Epiphanies

Sara

The richness of a dying woman’s love

By Brian Doyle | November 22, 2013

 

Was rereading my boy Henry Louis Mencken this morning, and while the usual temptation is to offer a Pub Debate Poser, like “Is Mencken the greatest testiest funniest saltiest bluntest most honest American journalist ever?” instead I find myself thinking of him sitting in his window on Hollins Street in Baltimore, in the house he has lived in almost all his life. It’s 1953. He had a terrible stroke five years ago and he can hardly speak or read or write—he who made his living and his name and his joy from speaking and reading and writing. He has three years left to live and he probably knows it—he often spoke of himself in the past tense in his last years.

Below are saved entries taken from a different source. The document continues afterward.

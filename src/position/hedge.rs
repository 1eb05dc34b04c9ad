//! Hedge position model and its lifecycle states.

use crate::exchange::{CloseConvention, CloseOrder, OrderId, PositionSide, Venue};
use chrono::{DateTime, Utc};
use rust_decimal::Decimal;
use serde::Serialize;
use std::fmt;

/// Which venue holds the long leg.
#[derive(Debug, Clone, Copy, PartialEq, Eq, Hash, Serialize)]
pub enum HedgeDirection {
    /// Primary long, secondary short. Chosen when the secondary rate is higher.
    Type1,
    /// Primary short, secondary long.
    Type2,
}

impl HedgeDirection {
    /// Positive differential (secondary pays more) shorts the secondary venue.
    pub fn from_fr_diff(fr_diff: Decimal) -> Self {
        if fr_diff > Decimal::ZERO {
            HedgeDirection::Type1
        } else {
            HedgeDirection::Type2
        }
    }

    pub fn primary_side(&self) -> PositionSide {
        match self {
            HedgeDirection::Type1 => PositionSide::Long,
            HedgeDirection::Type2 => PositionSide::Short,
        }
    }

    pub fn secondary_side(&self) -> PositionSide {
        self.primary_side().opposite()
    }

    /// Whether `fr_diff` has crossed back through the exit threshold against
    /// this direction.
    pub fn is_reversed(&self, fr_diff: Decimal, exit_threshold: Decimal) -> bool {
        match self {
            HedgeDirection::Type1 => fr_diff < exit_threshold,
            HedgeDirection::Type2 => fr_diff > -exit_threshold,
        }
    }
}

impl fmt::Display for HedgeDirection {
    fn fmt(&self, f: &mut fmt::Formatter<'_>) -> fmt::Result {
        match self {
            HedgeDirection::Type1 => write!(f, "type1"),
            HedgeDirection::Type2 => write!(f, "type2"),
        }
    }
}

/// One side of the hedge on one venue.
#[derive(Debug, Clone, PartialEq, Serialize)]
pub struct HedgeLeg {
    pub venue: Venue,
    pub side: PositionSide,
    /// Size in the venue's order unit
    pub size: Decimal,
    pub entry_price: Decimal,
}

impl HedgeLeg {
    /// Close request in the venue's own convention.
    pub fn close_order(&self, convention: CloseConvention) -> CloseOrder {
        match convention {
            CloseConvention::ExactQuantity => CloseOrder::exact(self.side, self.size),
            CloseConvention::AutoSizeBySide => CloseOrder::auto_size(self.side),
        }
    }
}

/// Why a hedge is being unwound.
#[derive(Debug, Clone, Copy, PartialEq, Eq, Serialize)]
pub enum ExitReason {
    FundingIntervalMismatch,
    SignalReversal,
    ProfitTarget,
    LocalExtremum,
}

impl ExitReason {
    /// Market exits close both legs immediately; the rest rest limit orders.
    pub fn is_market(&self) -> bool {
        matches!(
            self,
            ExitReason::FundingIntervalMismatch | ExitReason::SignalReversal
        )
    }
}

/// Orders working an exit.
#[derive(Debug, Clone, PartialEq, Serialize)]
pub enum ExitOrders {
    /// Both legs being closed at market in the current tick.
    Market,
    Resting {
        primary: OrderId,
        secondary: OrderId,
        /// Stop on the primary leg, when enabled
        stop_loss: Option<OrderId>,
    },
}

#[derive(Debug, Clone, PartialEq, Serialize)]
pub struct ExitProgress {
    pub reason: ExitReason,
    /// When exit orders were placed; the timeout runs from here
    pub started_at: DateTime<Utc>,
    pub orders: ExitOrders,
}

#[derive(Debug, Clone, PartialEq, Serialize)]
pub enum HedgeState {
    Open,
    Exiting(ExitProgress),
    Closed,
}

impl HedgeState {
    pub fn name(&self) -> &'static str {
        match self {
            HedgeState::Open => "open",
            HedgeState::Exiting(_) => "exiting",
            HedgeState::Closed => "closed",
        }
    }
}

/// A two-legged hedge. Present in the ledger only while both legs are open.
#[derive(Debug, Clone, PartialEq, Serialize)]
pub struct HedgePosition {
    pub symbol: String,
    pub direction: HedgeDirection,
    pub primary: HedgeLeg,
    pub secondary: HedgeLeg,
    /// Funding settlement this hedge targets
    pub funding_instant: DateTime<Utc>,
    pub opened_at: DateTime<Utc>,
    pub state: HedgeState,
}

impl HedgePosition {
    #[allow(clippy::too_many_arguments)]
    pub fn open(
        symbol: &str,
        direction: HedgeDirection,
        primary_size: Decimal,
        primary_entry: Decimal,
        secondary_size: Decimal,
        secondary_entry: Decimal,
        funding_instant: DateTime<Utc>,
        opened_at: DateTime<Utc>,
    ) -> Self {
        Self {
            symbol: symbol.to_string(),
            direction,
            primary: HedgeLeg {
                venue: Venue::Binance,
                side: direction.primary_side(),
                size: primary_size,
                entry_price: primary_entry,
            },
            secondary: HedgeLeg {
                venue: Venue::Gate,
                side: direction.secondary_side(),
                size: secondary_size,
                entry_price: secondary_entry,
            },
            funding_instant,
            opened_at,
            state: HedgeState::Open,
        }
    }

    pub fn exit_progress(&self) -> Option<&ExitProgress> {
        match &self.state {
            HedgeState::Exiting(progress) => Some(progress),
            _ => None,
        }
    }

    pub fn is_open(&self) -> bool {
        self.state == HedgeState::Open
    }

    /// The leg held on `venue`.
    pub fn leg(&self, venue: Venue) -> &HedgeLeg {
        if self.primary.venue == venue {
            &self.primary
        } else {
            &self.secondary
        }
    }
}

#[cfg(test)]
mod tests {
    use super::*;
    use rust_decimal_macros::dec;

    #[test]
    fn test_direction_from_differential() {
        assert_eq!(HedgeDirection::from_fr_diff(dec!(0.003)), HedgeDirection::Type1);
        assert_eq!(HedgeDirection::from_fr_diff(dec!(-0.003)), HedgeDirection::Type2);
        assert_eq!(HedgeDirection::from_fr_diff(Decimal::ZERO), HedgeDirection::Type2);
        assert_eq!(HedgeDirection::Type1.primary_side(), PositionSide::Long);
        assert_eq!(HedgeDirection::Type1.secondary_side(), PositionSide::Short);
    }

    #[test]
    fn test_reversal_threshold() {
        let threshold = dec!(0.0005);
        assert!(HedgeDirection::Type1.is_reversed(dec!(0.00005), threshold));
        assert!(!HedgeDirection::Type1.is_reversed(dec!(0.003), threshold));
        assert!(HedgeDirection::Type2.is_reversed(dec!(-0.0001), threshold));
        assert!(!HedgeDirection::Type2.is_reversed(dec!(-0.002), threshold));
    }

    #[test]
    fn test_close_order_follows_convention() {
        let leg = HedgeLeg {
            venue: Venue::Binance,
            side: PositionSide::Long,
            size: dec!(0.003),
            entry_price: dec!(65010),
        };
        assert_eq!(
            leg.close_order(CloseConvention::ExactQuantity),
            CloseOrder::exact(PositionSide::Long, dec!(0.003))
        );
        assert_eq!(
            leg.close_order(CloseConvention::AutoSizeBySide).quantity,
            None
        );
    }
}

He spends all his time organizing his papers. Probably he burned the ones he did not want history to read; love letters to the wrong women, let’s say. Maybe that’s what’s smoldering in the grate as he sits and watches the children running down the street home from school. He thinks of his wife Sara, their brief years together before she died of tuberculosis; they were married in 1930, to the astonishment of everyone who knew the Confirmed Bachelor of Hollins Street, and she died in 1935, and Mencken never married again, and rarely spoke of her. But imagine for a moment not the famous testy brilliant writer Mencken, the Sage of Baltimore—imagine the poor man, 73 years old, musing by the window, over a street he has known since he was three years old. For a moment he sees Sara, shawled and smiling by the fire, her face beaming, though so thin, harried by all that coughing; and for an instant he starts to rise to go to her and cup her face in his hands and say, Thank you for saving me from myself; but then he remembers. Perhaps there is a moment then when he thinks dark thoughts of what he has lost—his voice, his love, a way to sing his writerly soul into the world—but he never lost his humor, so it is said, so let us leave him thinking that at least he had five years with his beloved Sara, and look, the last and youngest schoolchild running by under his window stops and waves to old Mr. Mencken, poor Mr. Mencken. But I am richer than Croesus because she loved me, he thinks, smiling, and waves back to the child, who runs into the gathering evening.